Two global credit rating agencies are predicting that the sluggish Chinese real estate market will face even more downside risks, with consecutive downgrades in their outlook for the Chinese property market. Despite multiple market rescue measures implemented by the Chinese authorities, external observers still believe that a revival in the Chinese real estate sector is difficult to achieve.
According to Bloomberg, S&P Global Ratings lowered its expectations for new home sales in China in 2024 on Thursday, projecting a 15% decline in residential sales this year, significantly higher than their previous forecast of a 5% downturn.
S&P Global Ratings stated that this year’s new home sales may fall below 10 trillion yuan (around 1.4 trillion USD), approximately half of the peak in 2021.

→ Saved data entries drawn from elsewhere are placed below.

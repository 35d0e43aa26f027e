//! Transport contract and the stream-backed link adapter.

pub mod link;
pub mod transport;

pub use link::{DEFAULT_QUEUE_DEPTH, Link, LinkHandle};
pub use transport::{ChannelTransport, Transport};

Fitch Ratings adjusted its forecast for 2024 new home sales to a decline of 15%-20% on Wednesday, with sales totaling 8.3 trillion yuan (about 1.1 trillion USD), lower than their earlier prediction of a 5%-10% decrease.
The pessimistic outlook from the rating agencies indicates their lack of confidence in recent stimulus measures to end the drag of the property market slump on the Chinese economy.
Last month, policymakers unveiled a comprehensive real estate rescue plan, including relaxing mortgage rules, providing 300 billion yuan in central bank-backed housing refinancing, and encouraging local governments to purchase unsold homes.
Subsequently, the three first-tier Chinese cities of Shanghai, Shenzhen, and Guangzhou introduced significant loosening policies for homebuyers, significantly reducing down payment requirements and allowing for cheaper mortgage loans.
However, investors and analysts remain skeptical about the effectiveness of these measures, with slow progress seen in several pilot cities and housing oversupply continuing to depress property prices, leading people to lose motivation to invest in real estate.
Data released by the Chinese National Bureau of Statistics this week showed that in May, the prices of new homes in 70 cities fell by 0.71% compared to April, marking the largest decline in nearly a decade; while existing home prices decreased by 1% month-on-month, the most significant drop since the implementation of the current data collection methods by the Chinese government in 2011.